I've also learnt that sun-like stars enrich the interstellar medium with hydrogen and helium through mass loss after leaving the main sequence; that stars with a greater mass but too light to end as a supernova (roughly up to 8 $M_\odot$) also enrich the interstellar medium with C, N, O, Ne after dredge-up phases. A lot of the stellar ashes are buried in white dwarfs, so much of the heavier elements remain in the star for the most part, if I'm correct.

I've learnt that essentially all elements heavier than these are created in supernova events.

But according to the Astronomy Picture of the Day for 2015-01-25 a significant fraction of many elements (also) have another origin.

  1. Are Li, Be, B on Earth produced in significant amounts through spallation by cosmic rays of C, N, O high in the atmosphere of the earth? (Not in stars: no stable nuclei with A=5 or A=8 and lithium undergoes fusion.)

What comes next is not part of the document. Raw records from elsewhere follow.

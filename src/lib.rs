//! # agentstream - Streaming client for an agent-team backend
//!
//! Posts a conversation to the backend's `/agentTask` endpoint and turns the
//! streamed NDJSON progress updates into a readable transcript.
//!
//! ## Pipeline
//!
//! 1. **Open**: [`TaskStreaming::open_stream`] sends one POST and returns the
//!    raw byte stream, failing on a bad status or a missing body.
//! 2. **Process**: [`process_stream`] decodes the bytes, parses each
//!    [`AgentChunk`], grows the [`Transcript`] and reports
//!    `(current_agent, next_agent)` per chunk.
//!
//! A failure while processing does not lose work: the [`StreamFailure`]
//! carries the transcript recorded up to that point.
//!
//! ## Example
//! ```no_run
//! use agentstream::{AgentTaskClient, TaskStreaming};
//!
//! #[tokio::main]
//! async fn main() -> Result<(), Box<dyn std::error::Error>> {
//!     let client = AgentTaskClient::local()?;
//!
//!     let messages = vec!["Write a short report on Rust async runtimes".to_string()];
//!     let transcript = client
//!         .run_task(messages, |current, next| println!("{current} -> {next}"))
//!         .await?;
//!
//!     print!("{transcript}");
//!     Ok(())
//! }
//! ```

pub mod agent_task;
pub mod client;
pub mod decode;
pub mod http;
pub mod log;
pub mod model;
pub mod ndjson;
pub mod options;
pub mod stream;

// Re-exports for convenience
pub use agent_task::AgentTaskClient;
pub use client::{ChunkError, ClientError, TaskStreaming};
pub use log::{ErrorLog, TracingLog};
pub use model::{AgentChunk, AgentTask};
pub use options::{ClientOptions, Framing};
pub use stream::{process_stream, process_stream_with_callbacks, StreamFailure, StreamOutcome, Transcript};
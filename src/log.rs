//! Error logging collaborator.
//!
//! Every error is reported to an [`ErrorLog`] at the point it is detected,
//! before it is returned or handed to a completion callback. The default
//! [`TracingLog`] emits `tracing` events; tests swap in their own sink.

use crate::client::ClientError;

/// Receives errors at the point of detection.
pub trait ErrorLog: Send + Sync {
    /// Record `error`; `context` names the phase that failed.
    fn error(&self, context: &str, error: &ClientError);
}

/// Forwards errors to `tracing::error!`.
#[derive(Debug, Clone, Copy, Default)]
pub struct TracingLog;

impl ErrorLog for TracingLog {
    fn error(&self, context: &str, error: &ClientError) {
        tracing::error!(context, error = %error, "agent task error");
    }
}

/// Discards everything.
#[derive(Debug, Clone, Copy, Default)]
pub struct NoopLog;

impl ErrorLog for NoopLog {
    fn error(&self, _context: &str, _error: &ClientError) {}
}
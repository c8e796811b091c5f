//! Stream processing: byte stream in, transcript out.

use bytes::Bytes;
use futures::{Stream, StreamExt};
use std::fmt;
use thiserror::Error;

use crate::client::ClientError;
use crate::log::ErrorLog;
use crate::model::AgentChunk;
use crate::ndjson::agent_chunks;
use crate::options::Framing;

/// Human-readable record of a task run, one line per chunk.
#[derive(Debug, Clone, Default, PartialEq, Eq)]
pub struct Transcript {
    text: String,
    chunks: usize,
}

impl Transcript {
    /// Append the line for `chunk`.
    pub fn push(&mut self, chunk: &AgentChunk) {
        self.text.push_str(&chunk.transcript_line());
        self.chunks += 1;
    }

    /// Number of chunks recorded.
    pub fn chunks(&self) -> usize {
        self.chunks
    }

    pub fn is_empty(&self) -> bool {
        self.chunks == 0
    }

    pub fn as_str(&self) -> &str {
        &self.text
    }

    pub fn into_string(self) -> String {
        self.text
    }
}

impl fmt::Display for Transcript {
    fn fmt(&self, f: &mut fmt::Formatter<'_>) -> fmt::Result {
        f.write_str(&self.text)
    }
}

impl From<Transcript> for String {
    fn from(transcript: Transcript) -> Self {
        transcript.text
    }
}

/// A run that stopped early, with everything recorded before the failure.
#[derive(Debug, Error)]
#[error("stream aborted after {count} chunks: {error}", count = .transcript.chunks())]
pub struct StreamFailure {
    pub transcript: Transcript,
    #[source]
    pub error: ClientError,
}

impl StreamFailure {
    pub fn new(transcript: Transcript, error: ClientError) -> Self {
        Self { transcript, error }
    }

    pub fn into_parts(self) -> (Transcript, ClientError) {
        (self.transcript, self.error)
    }
}

/// Single-shot result of processing a stream.
pub type StreamOutcome = Result<Transcript, StreamFailure>;

/// Drive `stream` to completion.
///
/// Each decoded chunk is appended to the transcript, then `on_data` is
/// called with `(current_agent, next_agent)`. The first read, decode or parse
/// failure stops processing; it is reported to `log` and returned together
/// with the partial transcript. `stream` is dropped exactly once before this
/// returns, on every path.
pub async fn process_stream<S, E, F>(
    stream: S,
    framing: Framing,
    log: &dyn ErrorLog,
    mut on_data: F,
) -> StreamOutcome
where
    S: Stream<Item = Result<Bytes, E>> + Send,
    E: Into<Box<dyn std::error::Error + Send + Sync>> + Send,
    F: FnMut(&str, &str),
{
    let mut chunks = Box::pin(agent_chunks(stream, framing));
    let mut transcript = Transcript::default();

    while let Some(item) = chunks.next().await {
        match item {
            Ok(chunk) => {
                tracing::debug!(
                    current_agent = %chunk.current_agent,
                    next_agent = %chunk.next_agent,
                    "agent chunk"
                );
                transcript.push(&chunk);
                on_data(&chunk.current_agent, &chunk.next_agent);
            }
            Err(error) => {
                drop(chunks);
                log.error("processing stream", &error);
                return Err(StreamFailure::new(transcript, error));
            }
        }
    }

    Ok(transcript)
}

/// Callback form of [`process_stream`].
///
/// `on_complete` receives the transcript text and, if processing failed,
/// the error. Being `FnOnce`, it runs exactly once.
pub async fn process_stream_with_callbacks<S, E, F, C>(
    stream: S,
    framing: Framing,
    log: &dyn ErrorLog,
    on_data: F,
    on_complete: C,
) where
    S: Stream<Item = Result<Bytes, E>> + Send,
    E: Into<Box<dyn std::error::Error + Send + Sync>> + Send,
    F: FnMut(&str, &str),
    C: FnOnce(String, Option<ClientError>),
{
    match process_stream(stream, framing, log, on_data).await {
        Ok(transcript) => on_complete(transcript.into_string(), None),
        Err(failure) => {
            let (transcript, error) = failure.into_parts();
            on_complete(transcript.into_string(), Some(error));
        }
    }
}
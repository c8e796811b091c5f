//! Client configuration.

use std::collections::HashMap;
use std::time::Duration;

/// Default backend location.
pub const DEFAULT_BASE_URL: &str = "http://localhost:8000";

/// Path of the task endpoint below the base URL.
pub const TASK_PATH: &str = "/agentTask";

/// How the response byte stream is cut into JSON objects.
#[derive(Debug, Clone, Copy, Default, PartialEq, Eq)]
pub enum Framing {
    /// Every transport chunk holds exactly one JSON object.
    ///
    /// Trailing whitespace (the backend's `\n`) is accepted. A chunk holding
    /// half an object, or two objects, is a parse error.
    #[default]
    PerChunk,

    /// Newline-delimited JSON, buffered across chunks.
    Lines,
}

/// Options for [`AgentTaskClient`](crate::agent_task::AgentTaskClient).
///
/// # Example
/// ```rust
/// use agentstream::options::{ClientOptions, Framing};
/// use std::time::Duration;
///
/// let options = ClientOptions::default()
///     .with_base_url("http://10.0.0.5:8000".to_string())
///     .with_timeout(Duration::from_secs(300))
///     .with_framing(Framing::Lines);
///
/// assert_eq!(options.task_url(), "http://10.0.0.5:8000/agentTask");
/// ```
#[derive(Debug, Clone)]
pub struct ClientOptions {
    /// Base URL of the backend, without the endpoint path
    pub base_url: String,

    /// Request timeout; `None` leaves the request unbounded
    pub timeout: Option<Duration>,

    /// HTTP proxy URL
    pub proxy: Option<String>,

    /// Additional HTTP headers to include in requests
    pub extra_headers: Option<HashMap<String, String>>,

    /// Chunk framing for the response stream
    pub framing: Framing,
}

impl Default for ClientOptions {
    fn default() -> Self {
        Self {
            base_url: DEFAULT_BASE_URL.to_string(),
            timeout: None,
            proxy: None,
            extra_headers: None,
            framing: Framing::default(),
        }
    }
}

impl ClientOptions {
    /// Full URL of the task endpoint.
    pub fn task_url(&self) -> String {
        format!("{}{}", self.base_url.trim_end_matches('/'), TASK_PATH)
    }

    /// Set the base URL.
    pub fn with_base_url(mut self, base_url: String) -> Self {
        self.base_url = base_url;
        self
    }

    /// Set the timeout.
    pub fn with_timeout(mut self, timeout: Duration) -> Self {
        self.timeout = Some(timeout);
        self
    }

    /// Set the proxy URL.
    pub fn with_proxy(mut self, proxy: String) -> Self {
        self.proxy = Some(proxy);
        self
    }

    /// Set extra headers.
    pub fn with_extra_headers(mut self, headers: HashMap<String, String>) -> Self {
        self.extra_headers = Some(headers);
        self
    }

    /// Add a single extra header.
    pub fn with_header(mut self, key: String, value: String) -> Self {
        self.extra_headers
            .get_or_insert_with(HashMap::new)
            .insert(key, value);
        self
    }

    /// Set the chunk framing.
    pub fn with_framing(mut self, framing: Framing) -> Self {
        self.framing = framing;
        self
    }
}
//! Client for the agent-team backend's `/agentTask` endpoint.
//!
//! The backend runs a supervisor graph over a team of agents and streams its
//! progress back as NDJSON, one [`AgentChunk`](crate::model::AgentChunk) per
//! agent step.

use async_trait::async_trait;
use futures::StreamExt;
use reqwest::header::CONTENT_TYPE;
use std::sync::Arc;

use crate::client::{ByteStream, ClientError, Result, TaskStreaming};
use crate::http::{add_extra_headers, build_http_client};
use crate::log::{ErrorLog, TracingLog};
use crate::model::AgentTask;
use crate::options::{ClientOptions, Framing};

/// Agent-team client using HTTP transport.
pub struct AgentTaskClient {
    options: ClientOptions,
    http: reqwest::Client,
    log: Arc<dyn ErrorLog>,
}

impl AgentTaskClient {
    /// Create a client; errors are logged through [`TracingLog`].
    pub fn new(options: ClientOptions) -> Result<Self> {
        let http = build_http_client(&options)?;
        Ok(Self {
            options,
            http,
            log: Arc::new(TracingLog),
        })
    }

    /// Client for a backend on `http://localhost:8000`.
    pub fn local() -> Result<Self> {
        Self::new(ClientOptions::default())
    }

    /// Replace the error logger.
    pub fn with_log(mut self, log: Arc<dyn ErrorLog>) -> Self {
        self.log = log;
        self
    }

    pub fn options(&self) -> &ClientOptions {
        &self.options
    }

    async fn send(&self, messages: Vec<String>) -> Result<ByteStream> {
        if messages.is_empty() {
            return Err(ClientError::Config(
                "at least one message is required".to_string(),
            ));
        }

        let url = self.options.task_url();
        let task = AgentTask::new(messages);
        tracing::debug!(%url, messages = task.messages.len(), "sending agent task");

        let mut req = self
            .http
            .post(&url)
            .header(CONTENT_TYPE, "application/json");
        req = add_extra_headers(req, &self.options.extra_headers);

        let response = req.json(&task).send().await?;
        let status = response.status();

        if !status.is_success() {
            return Err(ClientError::Status {
                status: status.as_u16(),
                reason: status.canonical_reason().unwrap_or_default().to_string(),
            });
        }

        if response.content_length() == Some(0) {
            return Err(ClientError::BodyUnreadable);
        }

        Ok(response.bytes_stream().boxed())
    }
}

#[async_trait]
impl TaskStreaming for AgentTaskClient {
    async fn open_stream(&self, messages: Vec<String>) -> Result<ByteStream> {
        self.send(messages)
            .await
            .inspect_err(|e| self.log.error("opening stream", e))
    }

    fn framing(&self) -> Framing {
        self.options.framing
    }

    fn log(&self) -> &dyn ErrorLog {
        self.log.as_ref()
    }
}
//! Wire models for the agent-team task endpoint.

use serde::{Deserialize, Serialize};

/// Agent-routing recursion cap sent with every task.
pub const MAX_DEPTH: u32 = 150;

/// Name of the agent whose chunks carry routing decisions instead of output.
pub const SUPERVISOR: &str = "supervisor";

/// Request body posted to `/agentTask`.
///
/// `max_depth` and `stream` are fixed; build one with [`AgentTask::new`].
#[derive(Debug, Clone, Serialize, Deserialize, PartialEq, Eq)]
pub struct AgentTask {
    /// Conversation messages, oldest first
    pub messages: Vec<String>,

    /// Recursion limit for agent routing
    pub max_depth: u32,

    /// Ask the backend for a streamed (NDJSON) response
    pub stream: bool,
}

impl AgentTask {
    /// Create a streaming task for the given messages.
    pub fn new(messages: Vec<String>) -> Self {
        Self {
            messages,
            max_depth: MAX_DEPTH,
            stream: true,
        }
    }
}

/// One progress update emitted by the backend.
#[derive(Debug, Clone, Serialize, Deserialize, PartialEq, Eq)]
#[serde(rename_all = "camelCase")]
pub struct AgentChunk {
    /// Agent that produced this chunk
    pub current_agent: String,

    /// Agent routed to next; only meaningful for supervisor chunks
    #[serde(default)]
    pub next_agent: String,

    /// Output text of the agent
    #[serde(default)]
    pub messages: String,
}

impl AgentChunk {
    /// Whether this chunk is a supervisor routing decision.
    pub fn is_supervisor(&self) -> bool {
        self.current_agent == SUPERVISOR
    }

    /// Human-readable transcript line for this chunk, newline included.
    pub fn transcript_line(&self) -> String {
        if self.is_supervisor() {
            format!("Routing to the next agent: {}\n", self.next_agent)
        } else {
            format!(
                "The response of {} is: {}\n",
                self.current_agent, self.messages
            )
        }
    }
}

#[cfg(test)]
mod tests {
    use super::*;

    #[test]
    fn task_payload_shape() {
        let task = AgentTask::new(vec!["research rust".to_string()]);
        let value = serde_json::to_value(&task).unwrap();
        assert_eq!(
            value,
            serde_json::json!({
                "messages": ["research rust"],
                "max_depth": 150,
                "stream": true
            })
        );
    }

    #[test]
    fn chunk_uses_camel_case() {
        let chunk: AgentChunk = serde_json::from_str(
            r#"{"currentAgent":"search","nextAgent":"supervisor","messages":"found it"}"#,
        )
        .unwrap();
        assert_eq!(chunk.current_agent, "search");
        assert_eq!(chunk.next_agent, "supervisor");
        assert_eq!(chunk.messages, "found it");
    }

    #[test]
    fn chunk_requires_current_agent() {
        let parsed = serde_json::from_str::<AgentChunk>(r#"{"nextAgent":"a","messages":""}"#);
        assert!(parsed.is_err());

        let chunk: AgentChunk = serde_json::from_str(r#"{"currentAgent":"writer"}"#).unwrap();
        assert_eq!(chunk.next_agent, "");
        assert_eq!(chunk.messages, "");
    }

    #[test]
    fn transcript_lines() {
        let output = AgentChunk {
            current_agent: "agentA".to_string(),
            next_agent: String::new(),
            messages: "hello".to_string(),
        };
        assert!(!output.is_supervisor());
        assert_eq!(output.transcript_line(), "The response of agentA is: hello\n");

        let routing = AgentChunk {
            current_agent: SUPERVISOR.to_string(),
            next_agent: "agentB".to_string(),
            messages: "Routing to next node: agentB".to_string(),
        };
        assert!(routing.is_supervisor());
        assert_eq!(routing.transcript_line(), "Routing to the next agent: agentB\n");
    }
}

  2. Are the "green" elements in the diagram (e.g. F, K, Zn, La) produced in the red (super)giant phase of moderately heavy stars and liberated through dregde-up and mass loss (stellar wind)? Or by novae of white dwarfs?

  3. How is gold produced by collisions of neutron stars (text below the diagram)?

  4. Elements up to Pu are produced through r-process neutron capture in supernovae, but why not Am, CM etc.? Or are they produced but too unstable ($\alpha$, $\beta$ decay) to survive long enough?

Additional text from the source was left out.